What needs to be done
Read the lines below. Copy out any that hold the string "required".

Data records
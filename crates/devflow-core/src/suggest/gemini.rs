//! Gemini-backed task suggester
//!
//! Sends a schema-constrained `generateContent` request and reads the JSON
//! document out of the first candidate's text part.

use super::{parse_proposals, ProposedTask, TaskSuggester};
use crate::config::SuggestConfig;
use crate::error::SuggestError;
use async_trait::async_trait;
use devflow_model::Task;
use serde::Deserialize;
use serde_json::{json, Value};

const MAX_ERROR_BODY: usize = 512;

/// Suggester calling the Gemini REST API
#[derive(Debug, Clone)]
pub struct GeminiSuggester {
    client: reqwest::Client,
    endpoint: String,
    model: String,
    api_key: Option<String>,
    api_key_env: String,
}

impl GeminiSuggester {
    /// Create from configuration; the key is read from the configured environment variable
    #[must_use]
    pub fn from_config(config: &SuggestConfig) -> Self {
        Self {
            client: reqwest::Client::new(),
            endpoint: config.endpoint.trim_end_matches('/').to_string(),
            model: config.model.clone(),
            api_key: config.api_key(),
            api_key_env: config.api_key_env.clone(),
        }
    }

    /// With explicit API key
    #[inline]
    #[must_use]
    pub fn with_api_key(mut self, key: impl Into<String>) -> Self {
        self.api_key = Some(key.into());
        self
    }

    /// Request URL (without the key)
    #[must_use]
    pub fn url(&self) -> String {
        format!("{}/models/{}:generateContent", self.endpoint, self.model)
    }

    /// Request body for a phase
    #[must_use]
    pub fn request_body(phase_title: &str) -> Value {
        let prompt = format!(
            "Generate a list of typical software development tasks for the project phase: \
             \"{phase_title}\". For each task, provide a title, a brief description, and an \
             estimated duration in days."
        );
        json!({
            "contents": [{ "parts": [{ "text": prompt }] }],
            "generationConfig": {
                "responseMimeType": "application/json",
                "responseSchema": {
                    "type": "OBJECT",
                    "properties": {
                        "tasks": {
                            "type": "ARRAY",
                            "items": {
                                "type": "OBJECT",
                                "properties": {
                                    "title": { "type": "STRING", "description": "The title of the task." },
                                    "description": { "type": "STRING", "description": "A brief description of the task." },
                                    "durationDays": { "type": "NUMBER", "description": "The estimated duration of the task in days." }
                                },
                                "required": ["title", "description", "durationDays"]
                            }
                        }
                    },
                    "required": ["tasks"]
                }
            }
        })
    }
}

#[derive(Debug, Deserialize)]
struct GenerateResponse {
    #[serde(default)]
    candidates: Vec<Candidate>,
}

#[derive(Debug, Deserialize)]
struct Candidate {
    content: Option<Content>,
}

#[derive(Debug, Deserialize)]
struct Content {
    #[serde(default)]
    parts: Vec<Part>,
}

#[derive(Debug, Deserialize)]
struct Part {
    text: Option<String>,
}

/// Pull the generated JSON text out of a `generateContent` response
pub(crate) fn extract_text(response: &str) -> Result<String, SuggestError> {
    let parsed: GenerateResponse = serde_json::from_str(response)
        .map_err(|e| SuggestError::MalformedResponse(e.to_string()))?;
    parsed
        .candidates
        .into_iter()
        .filter_map(|c| c.content)
        .flat_map(|c| c.parts)
        .find_map(|p| p.text)
        .ok_or_else(|| SuggestError::MalformedResponse("no candidate text".to_string()))
}

#[async_trait]
impl TaskSuggester for GeminiSuggester {
    async fn suggest(
        &self,
        phase_title: &str,
        _last_task: Option<&Task>,
    ) -> Result<Vec<ProposedTask>, SuggestError> {
        let key = self
            .api_key
            .as_deref()
            .ok_or_else(|| SuggestError::MissingApiKey(self.api_key_env.clone()))?;

        tracing::debug!(model = %self.model, phase = phase_title, "requesting task suggestions");
        let response = self
            .client
            .post(self.url())
            .query(&[("key", key)])
            .json(&Self::request_body(phase_title))
            .send()
            .await?;

        let status = response.status();
        let body = response.text().await?;
        if !status.is_success() {
            return Err(SuggestError::Status {
                status: status.as_u16(),
                body: body.chars().take(MAX_ERROR_BODY).collect(),
            });
        }

        parse_proposals(&extract_text(&body)?)
    }
}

Answer box
                                "required": ["title", "description", "durationDays"]
                    "required": ["tasks"]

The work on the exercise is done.